Poesia e Rock #38 – Nirvana e a poesia

FLÁVIO VIEGAS AMOREIRA

Total identificação desse poeta com estilo, trajetória e principalmente construção composicional do Nirvana. Construção composicional para uma banda de rock grunge? Quem disse que a criatividade é feita só para os eruditos? O Nirvana continuou a revolução comportamental de Jim Morrison: atitude com conteúdo, lance midiático com recheio, alma, tônus existencial mesmo sucumbindo num abismo nietzcheniano.

A inteligência do verso-refrão de Smell Like Teen Spirit num outro tom logicamente tem mesma força dum poema melancólico de Verlaine ou os hurros libertários de Allan Ginsberg. Kurt Cobain era leitor voraz de poesia e só desgrenhado na superfície sabia das coisas todas de formação dum sucesso a partir dum hit de qualidade.

Em tempos de Trump a versão de Kurt para The man Who sold the World é das mais lindas homenagens dum gênio a outro carregando sua referencialidade de maior pungência possível: David Bowie não poderia ter maior legado, mesmo que pouco imaginasse, que sobreviveria década a seu epígono.

Imagino Cobain, leitor de Dante & Edgar Allan Poe, nesse seu ano de cinquentenário autografando sua primeira antologia de poemas grunge-eruditos. Quando ouço All apologies posso sentir as pegadas de Walt Whitman nas sendas de Kurt Cobain. Culpa, culpa, culpa minha e toda nossa culpa! E o itinerário para desvencilhar-se de toda introjeção de recalques e opressão sob o sol e todas as vagas marinhas.

Em minhas oficinas literárias vou além e inscrevo inspiração de Kurt Cobain: imperioso é pensar em artes comparadas, – o que o Nirvana tem para acrescentar a quem faz poesia, instalação, dança ou grafite? Passada a vaga de idolatria mercadológica do Nirvana e da necrofilia cultural em torno de Cobain, importa restaurar pela poesia corrosiva insatisfação com sua música manifesto tão desapiedadas de fé quanto a filosofia de Cioran.

Aparente cacofonia In bloom é o desmedido talento para expressar uma atmosfera na supremacia da melodia. Poeta poderia sublevar-me contra essa também aparente desprezo pelo nexo causal na letra, mas a poesia do Nirvana é maior que a soma de todos fatores compondo uma poesia não reduzida dicotomia melodia e letra.
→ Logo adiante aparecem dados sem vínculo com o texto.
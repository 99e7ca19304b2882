// src/runner.rs
//! Scheduler/Loop: profiles in configuration order, terms in order, one at a time.
//!
//! Suspension points are the fetch, the notification and the fixed delays; an
//! outer `select!` on Ctrl-C can therefore stop the loop at any of them. The seen
//! set is saved right after every term that recorded something.

use std::any::Any;
use std::future::Future;
use std::panic::AssertUnwindSafe;
use std::time::{Duration, Instant};

use futures_util::FutureExt;
use log::{debug, error, info, warn};
use thiserror::Error;
use url::Url;

use crate::config::options::MonitorOptions;
use crate::config::profile::{Priority, SearchProfile};
use crate::core::html::parse_document;
use crate::core::net::{FetchError, Fetcher};
use crate::filter::AttributeFilter;
use crate::notify::{Delivery, Dispatcher, Notification};
use crate::pipeline::{MatchPipeline, PageOutcome, PageReport, SkipStats};
use crate::progress::Progress;
use crate::specs::selectors::{CompiledPageSpec, SpecError};
use crate::store::{SeenStore, StoreError};

#[derive(Debug, Error)]
pub enum MonitorError {
    #[error(transparent)]
    Spec(#[from] SpecError),
    #[error("invalid attribute target: {0}")]
    Filter(#[from] regex::Error),
    #[error("invalid base url '{url}': {source}")]
    BaseUrl { url: String, source: url::ParseError },
    #[error("evaluating '{term}' for '{profile}' panicked: {message}")]
    TermPanicked { profile: String, term: String, message: String },
    #[error(transparent)]
    Store(#[from] StoreError),
}

/// What one search term produced.
#[derive(Clone, Debug, PartialEq, Eq)]
pub struct TermSummary {
    pub candidates: usize,
    pub outcome: PageOutcome,
    pub skipped: SkipStats,
    pub matches: usize,
    /// Matches now in the seen set.
    pub recorded: usize,
    /// Matches left unrecorded because delivery failed; retried next cycle.
    pub failed_deliveries: usize,
}

#[derive(Debug)]
pub enum TermOutcome {
    Checked(TermSummary),
    FetchFailed(FetchError),
    Crashed(MonitorError),
}

/// How [`Monitor::run_until`] ended.
#[derive(Clone, Debug, PartialEq, Eq)]
pub enum Exit {
    Finished,
    Interrupted,
    /// The loop itself panicked; carries the panic message.
    Crashed(String),
}

#[derive(Clone, Debug, PartialEq, Eq)]
pub struct CycleSummary {
    pub cycle: u64,
    pub duration: Duration,
    pub recorded: usize,
    pub failed_terms: usize,
    pub total_seen: usize,
}

pub struct Monitor {
    options: MonitorOptions,
    profiles: Vec<SearchProfile>,
    spec: CompiledPageSpec,
    filter: AttributeFilter,
    base: Url,
    fetcher: Box<dyn Fetcher>,
    dispatcher: Dispatcher,
    store: SeenStore,
    cycle: u64,
}

impl Monitor {
    pub fn new(
        options: MonitorOptions,
        profiles: Vec<SearchProfile>,
        fetcher: Box<dyn Fetcher>,
        dispatcher: Dispatcher,
        store: SeenStore,
    ) -> Result<Self, MonitorError> {
        let spec = CompiledPageSpec::compile(&options.page)?;
        let filter = AttributeFilter::new(&options.attributes)?;
        let base = Url::parse(&options.site.base_url)
            .map_err(|source| MonitorError::BaseUrl { url: options.site.base_url.clone(), source })?;
        Ok(Self { options, profiles, spec, filter, base, fetcher, dispatcher, store, cycle: 0 })
    }

    pub fn store(&self) -> &SeenStore {
        &self.store
    }

    pub fn cycles_done(&self) -> u64 {
        self.cycle
    }

    pub async fn announce_startup(&mut self) -> Delivery {
        let body = format!("Monitoring {} search profile(s).", self.profiles.len());
        let lowest = self.options.telegram.lowest_priority();
        self.dispatcher.announce("Marketplace monitor started", &body, lowest).await
    }

    pub async fn announce_crash(&mut self, reason: &str) -> Delivery {
        self.dispatcher
            .announce("CRITICAL: marketplace monitor stopped", reason, Priority::HIGHEST)
            .await
    }

    /// Run cycles until `cycles` is reached (forever when `None`).
    pub async fn run(&mut self, progress: &mut dyn Progress, cycles: Option<u64>) {
        info!(
            "Starting periodic monitoring every {}s. Press Ctrl+C to stop.",
            self.options.timing.check_interval_secs
        );
        loop {
            self.run_cycle(progress).await;
            if cycles.is_some_and(|n| self.cycle >= n) {
                break;
            }
            info!("Waiting {}s until the next cycle...", self.options.timing.check_interval_secs);
            pause(self.options.timing.check_interval()).await;
        }
    }

    /// Run until the requested cycles are done, `shutdown` resolves or the loop
    /// panics. A crash is announced at the highest priority; the seen set is
    /// flushed on every path.
    pub async fn run_until(
        &mut self,
        progress: &mut dyn Progress,
        cycles: Option<u64>,
        shutdown: impl Future<Output = ()>,
    ) -> Exit {
        let exit = tokio::select! {
            biased;
            _ = shutdown => Exit::Interrupted,
            res = AssertUnwindSafe(self.run(progress, cycles)).catch_unwind() => match res {
                Ok(()) => Exit::Finished,
                Err(panic) => Exit::Crashed(panic_message(panic.as_ref())),
            },
        };

        match &exit {
            Exit::Finished => info!("Finished after {} cycle(s)", self.cycle),
            Exit::Interrupted => info!("Monitoring stopped by user (Ctrl+C)"),
            Exit::Crashed(msg) => {
                error!("CRITICAL: unexpected error in the main loop: {msg}");
                if let Some(trace) = crate::log::take_panic_trace() {
                    error!("{trace}");
                }
                let reason = format!("Unexpected error: {msg}\nThe monitor has stopped.");
                self.announce_crash(&reason).await;
            }
        }

        info!("Saving seen items before exit...");
        if let Err(e) = self.flush() {
            error!("{e}");
        }
        exit
    }

    /// One full pass over every profile and term.
    pub async fn run_cycle(&mut self, progress: &mut dyn Progress) -> CycleSummary {
        self.cycle += 1;
        let cycle = self.cycle;
        progress.cycle_begin(cycle);
        info!("--- === Cycle #{cycle} started === ---");

        let started = Instant::now();
        let before = self.store.len();
        let mut failed_terms = 0;

        let profiles = self.profiles.clone();
        for profile in &profiles {
            debug!("Profile '{}': {} term(s)", profile.name, profile.search_terms.len());
            let mut found = false;

            for term in &profile.search_terms {
                match self.run_term(profile, term, progress).await {
                    TermOutcome::Checked(s) => {
                        found |= s.recorded > 0;
                        pause(self.options.timing.inter_request_delay()).await;
                    }
                    TermOutcome::FetchFailed(e) => {
                        warn!("    Skipping '{term}' this cycle: {e}");
                        failed_terms += 1;
                        pause(self.options.timing.inter_request_delay()).await;
                    }
                    TermOutcome::Crashed(e) => {
                        error!("!! {e}");
                        error!("   -> continuing with the next term/profile");
                        failed_terms += 1;
                        pause(self.options.timing.error_delay()).await;
                    }
                }
            }

            if found {
                info!("-> New listing(s) for profile '{}' in this cycle", profile.name);
            }
            pause(self.options.timing.inter_profile_delay()).await;
        }

        // a save may have failed mid-cycle; try again
        if self.store.is_dirty() {
            self.save_store();
        }

        let summary = CycleSummary {
            cycle,
            duration: started.elapsed(),
            recorded: self.store.len() - before,
            failed_terms,
            total_seen: self.store.len(),
        };
        info!("--- === Cycle #{cycle} finished ({:.2}s) === ---", summary.duration.as_secs_f64());
        if summary.recorded > 0 {
            info!("   >>> {} new matching listing(s) recorded in this cycle", summary.recorded);
        } else {
            info!("   No *new* matching listings in this cycle");
        }
        info!("Total known listings: {}", summary.total_seen);
        progress.cycle_finish(cycle, summary.recorded);
        summary
    }

    /// Fetch, evaluate, notify and record one term. Never panics outward.
    pub async fn run_term(&mut self, profile: &SearchProfile, term: &str, progress: &mut dyn Progress) -> TermOutcome {
        info!(
            "---> Searching '{term}' (profile '{}', {}, max {} {})",
            profile.name, profile.category, profile.max_price, self.options.site.currency
        );
        let attempt = AssertUnwindSafe(self.evaluate_term(profile, term, progress))
            .catch_unwind()
            .await;
        match attempt {
            Ok(outcome) => outcome,
            Err(panic) => {
                if let Some(trace) = crate::log::take_panic_trace() {
                    error!("{trace}");
                }
                TermOutcome::Crashed(MonitorError::TermPanicked {
                    profile: profile.name.clone(),
                    term: term.to_string(),
                    message: panic_message(panic.as_ref()),
                })
            }
        }
    }

    async fn evaluate_term(&mut self, profile: &SearchProfile, term: &str, progress: &mut dyn Progress) -> TermOutcome {
        let body = match self.fetcher.fetch(term).await {
            Ok(body) => body,
            Err(e) => return TermOutcome::FetchFailed(e),
        };

        // the parse tree is not Send; keep it out of any await
        let report: PageReport = {
            let page = parse_document(&body);
            MatchPipeline::new(&self.spec, &self.filter, &self.base).run(&page, profile, term, &self.store)
        };

        let mut summary = TermSummary {
            candidates: report.candidates,
            outcome: report.outcome,
            skipped: report.skipped,
            matches: report.matches.len(),
            recorded: 0,
            failed_deliveries: 0,
        };

        for m in &report.matches {
            progress.matched(m, &self.options.site.currency);
            match self.dispatcher.dispatch(&Notification::from(m)).await {
                Delivery::Delivered | Delivery::Disabled => {
                    if self.store.insert(m.record.url.clone()) {
                        summary.recorded += 1;
                    }
                }
                Delivery::Failed => {
                    warn!("      '{}' not recorded; it will be retried next cycle", m.record.title);
                    summary.failed_deliveries += 1;
                }
            }
        }

        if summary.recorded > 0 {
            self.save_store();
        }
        progress.term_done(&profile.name, term, summary.matches);
        TermOutcome::Checked(summary)
    }

    fn save_store(&mut self) {
        if let Err(e) = self.store.save() {
            error!("{e}; keeping {} item(s) in memory", self.store.len());
        }
    }

    /// Final best-effort persistence.
    pub fn flush(&mut self) -> Result<(), MonitorError> {
        if !self.store.is_dirty() {
            debug!("Seen set unchanged since last save");
            return Ok(());
        }
        self.store.save()?;
        info!("Seen set saved to '{}' ({} item(s))", self.store.path().display(), self.store.len());
        Ok(())
    }
}

async fn pause(d: Duration) {
    if !d.is_zero() {
        tokio::time::sleep(d).await;
    }
}

fn panic_message(panic: &(dyn Any + Send)) -> String {
    if let Some(s) = panic.downcast_ref::<&str>() {
        s.to_string()
    } else if let Some(s) = panic.downcast_ref::<String>() {
        s.clone()
    } else {
        "unknown panic".to_string()
    }
}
O grande poema antes de clássico precisa revelar-se sujo, ainda esboço, solto nascido ele mesmo alternativo. Adapte essa conjunção para uma garagem em Seattle e perceba que o Nirvana foi inventado por excesso de criatividade: linha de montagem liberta. O segredo do sucesso da banda era a soma do carisma do comandante da nau louca com a mixagem de influências. O Nirvana não inventou nada propriamente, fez melhor tudo que rebobinou. Amo Kurt como amo Rimbaud.